[Data entries]
//! # Install Lifecycle
//!
//! Every platform installer walks the same state machine:
//!
//! ```text
//! NotChecked ──present──▶ AlreadyInstalled
//!     │
//!     └─absent─▶ Installing ──ok + present──▶ Installed
//!                    │
//!                    └─error / still absent─▶ Failed
//! ```
//!
//! [`Steps`] implements it once so the per-tool modules only supply a
//! presence probe and the install step. Expected failures (missing
//! prerequisite, failing command, failed verification, ...) end in
//! [`InstallOutcome::Failed`]; only exceptional errors (a process that cannot
//! be spawned, an I/O error) are returned as `Err`.

use std::io;

use colored::Colorize;
use thiserror::Error;

use crate::libs::shell::ShellError;
use crate::schemas::command::{CommandResult, CommandSpec, InstallResult};
use crate::{log_debug, log_error, log_info};

#[derive(Debug, Error)]
pub enum InstallError {
    #[error("{prerequisite} is required. {remediation}")]
    PrerequisiteMissing {
        prerequisite: String,
        remediation: String,
    },
    #[error("`{command}` failed:\n{output}")]
    CommandFailed { command: String, output: String },
    #[error("{tool} was installed but is still not available. {guidance}")]
    VerificationFailed { tool: String, guidance: String },
    #[error("{tool} has no release for the '{architecture}' architecture")]
    UnsupportedArchitecture { tool: String, architecture: String },
    #[error("download of {url} failed: {reason}")]
    DownloadFailed { url: String, reason: String },
    #[error(transparent)]
    Shell(#[from] ShellError),
    #[error(transparent)]
    Io(#[from] io::Error),
}

impl InstallError {
    pub fn prerequisite(prerequisite: &str, remediation: &str) -> Self {
        InstallError::PrerequisiteMissing {
            prerequisite: prerequisite.to_string(),
            remediation: remediation.to_string(),
        }
    }

    pub fn command_failed(spec: &CommandSpec, result: &CommandResult) -> Self {
        InstallError::CommandFailed {
            command: spec.to_string(),
            output: result.combined_output(),
        }
    }

    pub fn adapter_failed(command: &str, result: &InstallResult) -> Self {
        InstallError::CommandFailed {
            command: command.to_string(),
            output: result.output.clone(),
        }
    }

    pub fn unsupported_architecture(tool: &str, architecture: &str) -> Self {
        InstallError::UnsupportedArchitecture {
            tool: tool.to_string(),
            architecture: architecture.to_string(),
        }
    }

    /// Expected failure modes are reported to the user and end the installer
    /// cleanly. The rest propagate to `main`.
    pub fn is_reportable(&self) -> bool {
        !matches!(self, InstallError::Shell(_) | InstallError::Io(_))
    }
}

/// Terminal state of one `dev install <tool>` run.
#[derive(Debug)]
pub enum InstallOutcome {
    AlreadyInstalled,
    Installed,
    /// The tool has no installer for this platform. Not an error.
    NotAvailable,
    Failed(InstallError),
}

impl InstallOutcome {
    pub fn is_failure(&self) -> bool {
        matches!(self, InstallOutcome::Failed(_))
    }
}

/// Drives the check → install → verify sequence for one tool.
pub struct Steps<'a> {
    tool: &'a str,
    guidance: String,
}

impl<'a> Steps<'a> {
    pub fn new(tool: &'a str) -> Self {
        Steps {
            tool,
            guidance: format!(
                "Open a new terminal (or source your shell profile) so PATH is refreshed, then run `dev install {tool}` again."
            ),
        }
    }

    /// Replaces the remediation text shown when verification fails.
    pub fn guidance(mut self, guidance: impl Into<String>) -> Self {
        self.guidance = guidance.into();
        self
    }

    pub fn run<P, I>(self, is_present: P, install: I) -> Result<InstallOutcome, InstallError>
    where
        P: Fn() -> bool,
        I: FnOnce() -> Result<(), InstallError>,
    {
        if is_present() {
            log_info!("{} is already installed.", self.tool.bold());
            return Ok(InstallOutcome::AlreadyInstalled);
        }

        log_info!("Installing {}...", self.tool.bold());
        if let Err(err) = install() {
            return settle(self.tool, err);
        }

        if is_present() {
            log_info!("{} installed successfully.", self.tool.bold().green());
            Ok(InstallOutcome::Installed)
        } else {
            settle(
                self.tool,
                InstallError::VerificationFailed {
                    tool: self.tool.to_string(),
                    guidance: self.guidance,
                },
            )
        }
    }
}

// Reportable errors become a `Failed` outcome, everything else propagates.
fn settle(tool: &str, err: InstallError) -> Result<InstallOutcome, InstallError> {
    if err.is_reportable() {
        log_error!("Could not install {}: {}", tool.bold().red(), err);
        Ok(InstallOutcome::Failed(err))
    } else {
        log_debug!("[Lifecycle] Exceptional error while installing {}: {:?}", tool, err);
        Err(err)
    }
}
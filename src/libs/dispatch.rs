// Dispatch entry point: looks up the platform function a tool registered for
// the detected platform and runs it.

use colored::Colorize;

use crate::libs::context::InstallContext;
use crate::libs::lifecycle::{InstallError, InstallOutcome};
use crate::{log_debug, log_info};

/// A platform-specific installer, e.g. `jq::install_ubuntu`.
pub type PlatformInstaller = fn(&InstallContext<'_>) -> Result<InstallOutcome, InstallError>;

/// Runs `installer` or, when the tool has none for this platform, says so and
/// returns `NotAvailable`. Exceptional errors from the installer propagate.
pub fn dispatch(
    tool: &str,
    installer: Option<PlatformInstaller>,
    ctx: &InstallContext<'_>,
) -> Result<InstallOutcome, InstallError> {
    let Some(install) = installer else {
        log_info!("{} is not available for {}.", tool, ctx.platform.kind);
        return Ok(InstallOutcome::NotAvailable);
    };

    log_debug!(
        "[Dispatch] Running {} installer for {} ({}, {})",
        tool.bold(),
        ctx.platform.kind.to_string().cyan(),
        ctx.platform.architecture,
        ctx.platform.package_manager
    );
    install(ctx)
}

BRIEF —
Copy each line above that contains the word "output".

TASK RESPONSE —
    #[error("`{command}` failed:\n{output}")]
    CommandFailed { command: String, output: String },
            output: result.combined_output(),
            output: result.output.clone(),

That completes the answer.